I’d hate to consider Townsend’s state of mind when he wrote it. I felt both depressed and disturbed by it the other night. The atrocities are all the darker set against a rip-roaring rock and roll sound track. But the human spirit remains indestructible. There is hope and ultimate happiness; and that is why, 50 years later, the work still gets a fabulous standing ovation.
Being analytical for a moment, it is at times sprawling and confusing, and it does depend heavily on a handful of recurring nostalgic anthems. But it is also affirming, exhilarating and damned good entertainment. The music – often a striking combination of rock guitar and military band – is magnificent; the singing is soulfully sublime and the individual performances outstanding.
Many of the leading actors have clear disabilities; but they are seamlessly integrated with able-bodied cast members. And the disabled audience is not forgotten. There is much signing going on. The surtitles explain everything and there is a tactile model of the shiny, industrial set in the foyer. Even the interval announcements are backed up by attendant with large-print bill boards.

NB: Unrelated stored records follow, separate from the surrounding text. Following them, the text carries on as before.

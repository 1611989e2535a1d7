use opencv::core::{Point, Scalar};
use opencv::imgproc;

use crate::annotation::domain::frame_annotator::{Color, FrameAnnotator, TextStyle};
use crate::shared::frame::Frame;
use crate::shared::opencv_mat::{copy_back, frame_to_mat};
use crate::shared::region::Region;

/// Draws with OpenCV's `imgproc` primitives and the Hershey simplex font.
///
/// The frame is copied into a `Mat` as-is (RGB order), so colours are
/// passed through in RGB as well.
pub struct OpencvAnnotator;

impl OpencvAnnotator {
    pub fn new() -> Self {
        Self
    }
}

impl Default for OpencvAnnotator {
    fn default() -> Self {
        Self::new()
    }
}

fn scalar(color: Color) -> Scalar {
    Scalar::new(color.0 as f64, color.1 as f64, color.2 as f64, 0.0)
}

impl FrameAnnotator for OpencvAnnotator {
    fn draw_box(
        &self,
        frame: &mut Frame,
        region: &Region,
        color: Color,
        thickness: i32,
    ) -> Result<(), Box<dyn std::error::Error>> {
        let mut mat = frame_to_mat(frame)?;
        imgproc::rectangle_points(
            &mut mat,
            Point::new(region.x, region.y),
            Point::new(region.x + region.width, region.y + region.height),
            scalar(color),
            thickness,
            imgproc::LINE_8,
            0,
        )?;
        copy_back(&mat, frame)?;
        Ok(())
    }

    fn draw_text(
        &self,
        frame: &mut Frame,
        text: &str,
        x: i32,
        y: i32,
        style: &TextStyle,
    ) -> Result<(), Box<dyn std::error::Error>> {
        let mut mat = frame_to_mat(frame)?;
        imgproc::put_text(
            &mut mat,
            text,
            Point::new(x, y),
            imgproc::FONT_HERSHEY_SIMPLEX,
            style.scale,
            scalar(style.color),
            style.thickness,
            imgproc::LINE_8,
            false,
        )?;
        copy_back(&mat, frame)?;
        Ok(())
    }
}

#[cfg(test)]
mod tests {
    use super::*;

    #[test]
    fn test_box_outline_drawn_in_rgb() {
        let mut frame = Frame::blank(40, 40, 0);
        OpencvAnnotator::new()
            .draw_box(&mut frame, &Region::new(10, 10, 20, 20), Color::BLUE, 2)
            .unwrap();

        assert_eq!(frame.pixel(10, 10), [0, 0, 255]);
        assert_eq!(frame.pixel(20, 10), [0, 0, 255]);
        assert_eq!(frame.pixel(20, 20), [0, 0, 0], "interior stays untouched");
        assert_eq!(frame.pixel(2, 2), [0, 0, 0]);
    }

    #[test]
    fn test_text_marks_pixels_near_origin() {
        let mut frame = Frame::blank(200, 60, 0);
        OpencvAnnotator::new()
            .draw_text(&mut frame, "Face", 10, 40, &TextStyle::GRID_CAPTION)
            .unwrap();

        let yellow = (0..200u32)
            .flat_map(|x| (0..60u32).map(move |y| (x, y)))
            .filter(|&(x, y)| frame.pixel(x, y) == [255, 255, 0])
            .count();
        assert!(yellow > 0);
        assert_eq!(frame.pixel(190, 5), [0, 0, 0]);
    }

    #[test]
    fn test_text_above_frame_is_clipped_silently() {
        let mut frame = Frame::blank(50, 50, 0);
        OpencvAnnotator::new()
            .draw_text(&mut frame, "Face", 0, -10, &TextStyle::DETECTION)
            .unwrap();
    }

    #[test]
    fn test_frame_index_preserved() {
        let mut frame = Frame::blank(20, 20, 17);
        OpencvAnnotator::new()
            .draw_box(&mut frame, &Region::new(1, 1, 5, 5), Color::GREEN, 1)
            .unwrap();
        assert_eq!(frame.index(), 17);
    }
}
/// Frame indices to inspect out of `frame_count` buffered frames.
///
/// Quartile positions `[0, n/4, n/2, 3n/4]`, each visited once and only
/// when it exists.
pub fn sample_indices(frame_count: usize) -> Vec<usize> {
    let candidates = [0, frame_count / 4, frame_count / 2, 3 * frame_count / 4];
    let mut indices: Vec<usize> = Vec::with_capacity(candidates.len());
    for idx in candidates {
        if idx < frame_count && !indices.contains(&idx) {
            indices.push(idx);
        }
    }
    indices
}

/// The frame used for the manual preview and the comparison grid.
pub fn middle_index(frame_count: usize) -> usize {
    frame_count / 2
}

#[cfg(test)]
mod tests {
    use super::*;
    use rstest::rstest;

    #[rstest]
    #[case(100, vec![0, 25, 50, 75])]
    #[case(10, vec![0, 2, 5, 7])]
    #[case(4, vec![0, 1, 2, 3])]
    #[case(3, vec![0, 1, 2])]
    #[case(2, vec![0, 1])]
    #[case(1, vec![0])]
    #[case(0, vec![])]
    fn test_sample_indices(#[case] n: usize, #[case] expected: Vec<usize>) {
        assert_eq!(sample_indices(n), expected);
    }

    #[test]
    fn test_indices_are_unique_and_in_range() {
        for n in 0..64 {
            let indices = sample_indices(n);
            assert!(indices.iter().all(|&i| i < n));
            let mut sorted = indices.clone();
            sorted.dedup();
            assert_eq!(sorted, indices, "n = {n}");
        }
    }

    #[rstest]
    #[case(10, 5)]
    #[case(1, 0)]
    #[case(7, 3)]
    fn test_middle_index(#[case] n: usize, #[case] expected: usize) {
        assert_eq!(middle_index(n), expected);
    }
}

The show is stunning. I was moved to whoops of joy and tears of compassion.
William Grint plays Tommy; much of the time with an air of bewilderment. There’s a charmingly portentous incident when his father gives him a toy bagatelle board to play with; and deeply moving moments when Tommy’s oblivion is penetrated by the pure white uniformed spirit of his late, paratrooper, father. They sign to each other whilst we hear ‘See Me, Feel Me, Touch Me’. Later, in just one example of the cast making light of their disabilities, Max Runham’s Captain Walker plays a guitar solo … with his missing arm.

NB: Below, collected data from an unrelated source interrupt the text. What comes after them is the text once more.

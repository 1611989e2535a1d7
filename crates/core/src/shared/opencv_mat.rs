use opencv::core::{Mat, Scalar, CV_8UC3};
use opencv::prelude::*;

use crate::shared::frame::Frame;

/// Copies a packed RGB frame into a continuous `CV_8UC3` matrix.
pub(crate) fn frame_to_mat(frame: &Frame) -> opencv::Result<Mat> {
    let mut mat = Mat::new_rows_cols_with_default(
        frame.height() as i32,
        frame.width() as i32,
        CV_8UC3,
        Scalar::all(0.0),
    )?;
    mat.data_bytes_mut()?.copy_from_slice(frame.data());
    Ok(mat)
}

pub(crate) fn copy_back(mat: &Mat, frame: &mut Frame) -> opencv::Result<()> {
    frame.data_mut().copy_from_slice(mat.data_bytes()?);
    Ok(())
}
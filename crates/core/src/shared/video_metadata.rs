use std::path::PathBuf;

/// Frame rates above this are treated as a container glitch.
const MAX_PLAUSIBLE_FPS: f64 = 60.0;
const FALLBACK_FPS: f64 = 30.0;

#[derive(Clone, Debug, PartialEq)]
pub struct VideoMetadata {
    pub width: u32,
    pub height: u32,
    pub fps: f64,
    pub total_frames: usize,
    pub codec: String,
    pub source_path: Option<PathBuf>,
}

impl VideoMetadata {
    /// Reported fps, or 30 when the container claims something above 60
    /// (common with WebM streams that carry a 1000 Hz timebase).
    pub fn normalized_fps(&self) -> f64 {
        if self.fps > MAX_PLAUSIBLE_FPS {
            FALLBACK_FPS
        } else {
            self.fps
        }
    }
}

#[cfg(test)]
mod tests {
    use super::*;
    use approx::assert_relative_eq;
    use rstest::rstest;

    fn meta(fps: f64) -> VideoMetadata {
        VideoMetadata {
            width: 720,
            height: 1280,
            fps,
            total_frames: 383,
            codec: "vp9".to_string(),
            source_path: Some(PathBuf::from("/tmp/clip.webm")),
        }
    }

    #[test]
    fn test_construction() {
        let m = meta(29.97);
        assert_eq!(m.width, 720);
        assert_eq!(m.height, 1280);
        assert_eq!(m.total_frames, 383);
        assert_eq!(m.codec, "vp9");
        assert_eq!(m.source_path, Some(PathBuf::from("/tmp/clip.webm")));
    }

    #[rstest]
    #[case(24.0, 24.0)]
    #[case(60.0, 60.0)]
    #[case(60.5, 30.0)]
    #[case(1000.0, 30.0)]
    #[case(0.0, 0.0)]
    fn test_normalized_fps(#[case] reported: f64, #[case] expected: f64) {
        assert_relative_eq!(meta(reported).normalized_fps(), expected);
    }
}
use ndarray::{s, ArrayView3, ArrayViewMut3};

/// Bytes per pixel. Frames are always packed RGB.
pub const CHANNELS: usize = 3;

/// A single decoded video frame: contiguous RGB bytes in row-major order.
///
/// Format conversion happens at I/O boundaries only; effects and detectors
/// work on this packed layout directly.
#[derive(Clone, Debug, PartialEq)]
pub struct Frame {
    data: Vec<u8>,
    width: u32,
    height: u32,
    index: usize,
}

impl Frame {
    pub fn new(data: Vec<u8>, width: u32, height: u32, index: usize) -> Self {
        debug_assert_eq!(
            data.len(),
            (width as usize) * (height as usize) * CHANNELS,
            "data length must equal width * height * 3"
        );
        Self {
            data,
            width,
            height,
            index,
        }
    }

    /// A black frame of the given size.
    pub fn blank(width: u32, height: u32, index: usize) -> Self {
        Self::new(
            vec![0u8; width as usize * height as usize * CHANNELS],
            width,
            height,
            index,
        )
    }

    pub fn data(&self) -> &[u8] {
        &self.data
    }

    pub fn data_mut(&mut self) -> &mut [u8] {
        &mut self.data
    }

    pub fn width(&self) -> u32 {
        self.width
    }

    pub fn height(&self) -> u32 {
        self.height
    }

    pub fn index(&self) -> usize {
        self.index
    }

    #[cfg(test)]
    pub(crate) fn pixel(&self, x: u32, y: u32) -> [u8; 3] {
        let offset = (y as usize * self.width as usize + x as usize) * CHANNELS;
        [
            self.data[offset],
            self.data[offset + 1],
            self.data[offset + 2],
        ]
    }

    pub fn as_ndarray(&self) -> ArrayView3<'_, u8> {
        ArrayView3::from_shape(self.shape(), &self.data)
            .expect("Frame data length must match dimensions")
    }

    pub fn as_ndarray_mut(&mut self) -> ArrayViewMut3<'_, u8> {
        ArrayViewMut3::from_shape(self.shape(), &mut self.data)
            .expect("Frame data length must match dimensions")
    }

    /// Copies `other` into this frame with its top-left corner at `(x, y)`.
    ///
    /// Whatever falls outside this frame is dropped.
    pub fn paste(&mut self, other: &Frame, x: u32, y: u32) {
        if x >= self.width || y >= self.height {
            return;
        }
        let w = other.width.min(self.width - x) as usize;
        let h = other.height.min(self.height - y) as usize;
        let (x, y) = (x as usize, y as usize);
        let src = other.as_ndarray();
        self.as_ndarray_mut()
            .slice_mut(s![y..y + h, x..x + w, ..])
            .assign(&src.slice(s![..h, ..w, ..]));
    }

    fn shape(&self) -> (usize, usize, usize) {
        (self.height as usize, self.width as usize, CHANNELS)
    }
}

#[cfg(test)]
mod tests {
    use super::*;

    fn gradient(width: u32, height: u32) -> Frame {
        let mut data = Vec::new();
        for y in 0..height {
            for x in 0..width {
                data.extend_from_slice(&[x as u8, y as u8, 7]);
            }
        }
        Frame::new(data, width, height, 0)
    }

    #[test]
    fn test_construction_and_accessors() {
        let data = vec![0u8; 12]; // 2x2x3
        let frame = Frame::new(data.clone(), 2, 2, 5);
        assert_eq!(frame.width(), 2);
        assert_eq!(frame.height(), 2);
        assert_eq!(frame.index(), 5);
        assert_eq!(frame.data(), &data[..]);
    }

    #[test]
    fn test_clone_is_independent() {
        let frame = Frame::new(vec![100u8; 12], 2, 2, 0);
        let mut cloned = frame.clone();
        cloned.data_mut()[0] = 0;
        assert_eq!(frame.data()[0], 100);
        assert_eq!(cloned.data()[0], 0);
    }

    #[test]
    #[should_panic(expected = "data length must equal width * height * 3")]
    fn test_mismatched_data_length_panics_in_debug() {
        Frame::new(vec![0u8; 10], 2, 2, 0);
    }

    #[test]
    fn test_blank_is_black() {
        let frame = Frame::blank(4, 3, 9);
        assert_eq!(frame.data().len(), 36);
        assert!(frame.data().iter().all(|&v| v == 0));
        assert_eq!(frame.index(), 9);
    }

    #[test]
    fn test_as_ndarray_shape() {
        let frame = Frame::new(vec![0u8; 24], 4, 2, 0);
        assert_eq!(frame.as_ndarray().shape(), &[2, 4, 3]);
    }

    #[test]
    fn test_pixel_reads_row_major() {
        let frame = gradient(5, 4);
        assert_eq!(frame.pixel(3, 2), [3, 2, 7]);
    }

    #[test]
    fn test_paste_writes_at_offset() {
        let mut canvas = Frame::blank(6, 6, 0);
        let patch = Frame::new(vec![200u8; 2 * 2 * 3], 2, 2, 0);
        canvas.paste(&patch, 3, 1);
        assert_eq!(canvas.pixel(3, 1), [200, 200, 200]);
        assert_eq!(canvas.pixel(4, 2), [200, 200, 200]);
        assert_eq!(canvas.pixel(2, 1), [0, 0, 0]);
        assert_eq!(canvas.pixel(3, 3), [0, 0, 0]);
    }

    #[test]
    fn test_paste_clips_at_edges() {
        let mut canvas = Frame::blank(4, 4, 0);
        let patch = Frame::new(vec![50u8; 3 * 3 * 3], 3, 3, 0);
        canvas.paste(&patch, 2, 2);
        assert_eq!(canvas.pixel(3, 3), [50, 50, 50]);
        canvas.paste(&patch, 10, 10);
    }
}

When the maverick movie-maker Ken Russell filmed the story in 1975 he shocked the pop world by casting Tina Turner as the temptress Acid Queen. Director Kerry Michael goes further in this stage version by casting an old black man in drag…who can sing just as well. Peter Straker simply stops the show with his belting ballad as he tries to release Tommy with sexual healing. It’s such a magnificent moment you yearn for more. And we get it. Because Pete Townsend has written a new second-half song especially for him, “To Heal Another Child”.
The singing generally is superb; especially Natasha Lewis as Hawker and Shekinah McFarlane as the voice of Nora. Disabilities are proudly displayed. Tommy’s mother is acted with huge compassion by Donna Mullings…an actor who can barely speak. So Shekinah stands at her shoulder to sing her songs. Wheelchair user Garry Robson is spine-chillingly smiley as evil Uncle Ernie (with a secret sexual agenda) and Amy Trigg spins round the stage in her chair, dancing with grace and energy to ‘Pin Ball Wizzard’ … before touching our hearts with her innocent admiration of the now falsely idolised Tommy.

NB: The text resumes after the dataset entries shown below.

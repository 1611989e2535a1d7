use crate::detection::domain::gray_image::GrayImage;
use crate::shared::frame::Frame;

/// Turns a colour frame into the image the classifiers scan.
pub trait FramePreprocessor: Send {
    fn prepare(&self, frame: &Frame) -> Result<GrayImage, Box<dyn std::error::Error>>;
}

The icon comes crashing down of course. The statue of Tommy is reminiscent of that toppled monument of Saddam Hussain and the insincerity of awards ceremonies is pricked by a witty ‘wrong envelope’ gag; neat updates, both.
Today’s audience may be more aware of the gaping holes in the plot. How come there are no recriminations, once Tommy is restored? But this is epic event theatre on a monumental scale … a wonderful tribute to the invention and ambition of the sixties. It’s a must-see…whether you lived through them or not.